The Great Scores: A place for music history in the Great Books curriculum
by Carmen Gudino
September 2020
When I found out that Professor Luko wanted me to help her redesign the third year music history course for Humanities students at Carleton, I knew that it was an opportunity for something special. I am just about to start my final year in the Humanities program and I am already in reflection mode, asking myself what my education for the last three years has meant to me and, more specifically, how each course I’ve taken has contributed something unique to my worldview. For each of the Humanities courses I’ve taken, I can answer this last question with confidence. And after a summer of working with Professor Luko on her music history course, I can answer it more confidently than ever.
How does knowledge of music history fit into the Humanities curriculum? Students who have taken HUMS 3102: Western Music 1000-1850 in the past may have wondered this, especially since many Humanities students have never studied music before. Professor Luko’s and my work this summer centered around this core issue. While HUMS 3102 used to be a stand-alone music history survey course, our goal was to restructure it so that there were stronger ties to other facets of the Humanities curriculum, including philosophy, literature, religion, and art history.
This meant that the first phase of my work was to review lecture notes from all of the Humanities courses I have taken thus far. As I compiled book lists, class notes, and important themes from all of the first through third year HUMS courses, Professor Luko and I brainstormed areas of crossover with the history of Western music from Ancient Greece to the Classical period. During this phase of collaborative brainstorming, we made countless discoveries. The following were some of the most striking…
In the third year core course, HUMS 3000: Culture and Imagination, students read Martin Luther’s Freedom of a Christian and discuss how Luther’s ideas about faith and salvation stood in opposition to those held by the Catholic Church. As it turns out, the Lutheran idea of justification by faith alone (Justificatio sola fide) is one that comes up again and again in the music of Baroque composer Johann Sebastian Bach. Bach’s cantatas, especially, are rich in Lutheran theology. Drawing on this connection between the two courses, Professor Luko and I developed an assignment for students that requires them to think critically about how Bach used music to portray theological content.
Another crossover occurred with the second year course, HUMS 2000: Reason and Revelation. Students in HUMS 2000 study Dante’s Divine Comedy as a crucial contribution to the history of philosophy and religion.
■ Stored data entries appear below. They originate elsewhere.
//! Prometheus exporter for pod labels.

use std::net::SocketAddr;
use std::sync::Arc;
use std::time::Duration;

use clap::Parser;
use label_exporter_common::init_tracing;
use tokio::sync::watch;
use tracing::{error, info, warn};

use label_exporter::{
    EntityWatcher, EventDispatcher, ExporterConfig, ExporterMetrics, HttpServer, LabelFilter,
    LabelIndex, build_registry,
};
use label_exporter_common::config::ZenohConfig;

/// Prometheus exporter for pod labels.
#[derive(Parser, Debug)]
#[command(name = "label-exporter")]
#[command(about = "Export pod labels as Prometheus metric labels")]
#[command(version)]
struct Args {
    /// Path to configuration file (JSON5 format).
    #[arg(short, long)]
    config: Option<String>,

    /// HTTP listen address (overrides config).
    #[arg(long)]
    address: Option<String>,

    /// Path of the metrics endpoint (overrides config).
    #[arg(long)]
    metrics_path: Option<String>,

    /// Only export labels whose name contains this substring (overrides config).
    #[arg(long)]
    label_prefix: Option<String>,

    /// Export every label of every pod.
    #[arg(long)]
    expose_all: bool,

    /// Zenoh endpoint of the event source; switches to client mode.
    #[arg(long)]
    connect: Vec<String>,

    /// Log level (trace, debug, info, warn, error).
    #[arg(long)]
    log_level: Option<String>,
}

impl Args {
    fn apply(self, config: &mut ExporterConfig) {
        if let Some(address) = self.address {
            config.http.listen = address;
        }
        if let Some(path) = self.metrics_path {
            config.http.path = path;
        }
        if let Some(prefix) = self.label_prefix {
            config.labels.prefix = prefix;
        }
        if self.expose_all {
            config.labels.expose_all = true;
        }
        if !self.connect.is_empty() {
            config.zenoh = ZenohConfig::client(self.connect);
        }
        if let Some(level) = self.log_level {
            config.logging.level = level;
        }
    }
}

#[tokio::main]
async fn main() -> anyhow::Result<()> {
    let args = Args::parse();

    // Load configuration
    let mut config = if let Some(config_path) = &args.config {
        ExporterConfig::load_from_file(config_path)?
    } else {
        ExporterConfig::default()
    };

    args.apply(&mut config);
    config.validate()?;

    init_tracing(&config.logging)?;

    let index = Arc::new(LabelIndex::new(config.labels.cleanup));

    info!(
        version = env!("CARGO_PKG_VERSION"),
        label_prefix = %config.labels.prefix,
        expose_all = config.labels.expose_all,
        cleanup = index.cleanup_strategy().as_str(),
        "Starting label exporter"
    );

    // Create shutdown signal
    let (shutdown_tx, shutdown_rx) = watch::channel(false);

    let metrics = ExporterMetrics::default();
    let registry = build_registry(index.clone(), &metrics);
    let dispatcher = Arc::new(EventDispatcher::new(
        index.clone(),
        LabelFilter::new(&config.labels),
        metrics.clone(),
    ));

    let listen_addr: SocketAddr = config
        .http
        .listen
        .parse()
        .map_err(|e| anyhow::anyhow!("Invalid listen address: {}", e))?;

    // Create components
    let watcher = EntityWatcher::new(dispatcher, config.zenoh.clone())
        .with_key_prefix(config.source.key_prefix.clone())
        .with_sync_timeout(Duration::from_secs(config.source.sync_timeout_secs));
    let http_server = HttpServer::new(
        registry,
        watcher.sync_status(),
        listen_addr,
        config.http.path.clone(),
    );

    let mut watcher_task = tokio::spawn(watcher.run(shutdown_rx.clone()));
    let mut http_task = tokio::spawn(http_server.run(shutdown_rx.clone()));

    // Wait for a shutdown signal or for a task to stop on its own
    let mut failure: Option<anyhow::Error> = None;
    tokio::select! {
        _ = tokio::signal::ctrl_c() => {
            info!("Received Ctrl+C, shutting down...");
        }
        _ = terminate() => {
            info!("Received SIGTERM, shutting down...");
        }
        result = &mut watcher_task => {
            failure = Some(match result {
                Ok(Ok(())) => anyhow::anyhow!("Watcher stopped unexpectedly"),
                Ok(Err(e)) => e.into(),
                Err(e) => anyhow::anyhow!("Watcher task failed: {}", e),
            });
        }
        result = &mut http_task => {
            failure = Some(match result {
                Ok(Ok(())) => anyhow::anyhow!("HTTP server stopped unexpectedly"),
                Ok(Err(e)) => e,
                Err(e) => anyhow::anyhow!("HTTP server task failed: {}", e),
            });
        }
    }

    if let Some(e) = &failure {
        error!(error = %e, "Exporter failed");
    }

    // Signal shutdown
    let _ = shutdown_tx.send(true);

    // Wait for tasks to complete
    let stopped = tokio::time::timeout(Duration::from_secs(5), async {
        if !watcher_task.is_finished() {
            let _ = (&mut watcher_task).await;
        }
        if !http_task.is_finished() {
            let _ = (&mut http_task).await;
        }
    })
    .await;
    if stopped.is_err() {
        warn!("Tasks did not stop within 5s");
    }

    // Print final stats
    let (entities, known_labels) = index.counts();
    info!(
        events = metrics.total_events(),
        entities,
        known_labels,
        "Final statistics"
    );

    match failure {
        Some(e) => Err(e),
        None => {
            info!("Exporter stopped");
            Ok(())
        }
    }
}

/// Resolve when the process receives SIGTERM.
async fn terminate() {
    #[cfg(unix)]
    {
        use tokio::signal::unix::{SignalKind, signal};

        match signal(SignalKind::terminate()) {
            Ok(mut sigterm) => {
                sigterm.recv().await;
            }
            Err(e) => {
                warn!(error = %e, "Failed to install SIGTERM handler");
                std::future::pending::<()>().await;
            }
        }
    }
    #[cfg(not(unix))]
    {
        std::future::pending::<()>().await;
    }
}
use serde::{Deserialize, Serialize};

/// How to reach the Zenoh network carrying entity events.
#[derive(Debug, Clone, PartialEq, Eq, Hash, Serialize, Deserialize)]
pub struct ZenohConfig {
    /// Zenoh mode: "client", "peer", or "router".
    #[serde(default = "default_mode")]
    pub mode: String,

    /// Endpoints to connect to (for client mode).
    #[serde(default)]
    pub connect: Vec<String>,

    /// Endpoints to listen on (for peer/router mode).
    #[serde(default)]
    pub listen: Vec<String>,
}

fn default_mode() -> String {
    "peer".to_string()
}

impl Default for ZenohConfig {
    fn default() -> Self {
        Self {
            mode: default_mode(),
            connect: Vec::new(),
            listen: Vec::new(),
        }
    }
}

impl ZenohConfig {
    /// Client-mode configuration connecting to the given endpoints.
    pub fn client(connect: Vec<String>) -> Self {
        Self {
            mode: "client".to_string(),
            connect,
            listen: Vec::new(),
        }
    }
}

/// Log output format.
#[derive(Debug, Clone, Copy, Default, PartialEq, Eq, Serialize, Deserialize)]
#[serde(rename_all = "lowercase")]
pub enum LogFormat {
    /// Human-readable text format (default).
    #[default]
    Text,
    /// Structured JSON format.
    Json,
}

/// Common logging configuration.
#[derive(Debug, Clone, Serialize, Deserialize)]
pub struct LoggingConfig {
    /// Log level: "trace", "debug", "info", "warn", "error".
    #[serde(default = "default_log_level")]
    pub level: String,

    /// Log output format: "text" or "json".
    #[serde(default)]
    pub format: LogFormat,
}

fn default_log_level() -> String {
    "info".to_string()
}

impl Default for LoggingConfig {
    fn default() -> Self {
        Self {
            level: default_log_level(),
            format: LogFormat::default(),
        }
    }
}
What interested Professor Luko and me this summer, however, was how Dante’s characterization of each level of the after-life drew on music history. In each the Inferno, Purgatorio, and Paradiso, the presence of music (especially liturgical songs) or its absence has significant implications for Dante’s message — for this reason, Professor Luko and I developed a series of readings and discussion prompts that link the students’ knowledge of Dante to the world of music.
In addition to making links between music history and other Humanities courses, we made it a priority to link history to the present day. Connections between the period of music history studied (1000-1850) and the present could be nuanced — as in the comparison of music during the Plague vs. today’s pandemic — or more explicit — as in the use of the Gregorian chant Dies irae in today’s films. In the newly-designed course, connections to the modern day (and to the rest of the Humanities curriculum) act as a springboard for discussion, so that future students taking the class feel they have some familiarity with the course content even if they have never studied music.
For me, the value of our research this summer went beyond the discovery of connections between music history, other Humanities subjects, and the modern day. Because of my own background and life experience, some topics of research this summer struck a unique chord with me. At one point, prompted by the music of Hildegard von Bingen, I unexpectedly fell down a rabbit hole of Christian mysticism and creation spirituality and brought my sister along with me. I emerged with a few exciting new books on my shelf and she with the seeds of an idea for a tarot deck based on illustrations from the Scivias. Every student has their own niche interests and my hope is that future students will be open to finding that unique overlap between their interests and music history!
Although the Students as Partners Program has come to an end, our project in some ways has only just begun. The ultimate test of our new curriculum is going to be its viability in real time with this year’s HUMS 3102 class. In the coming months, feedback from the students will allow Professor Luko to make adjustments that ensure the best possible learning experience for them. And I feel both happy and honoured to say that, since she and I plan to keep in close contact this term, I will continue to be included in the process of bettering the course for future Humanities students.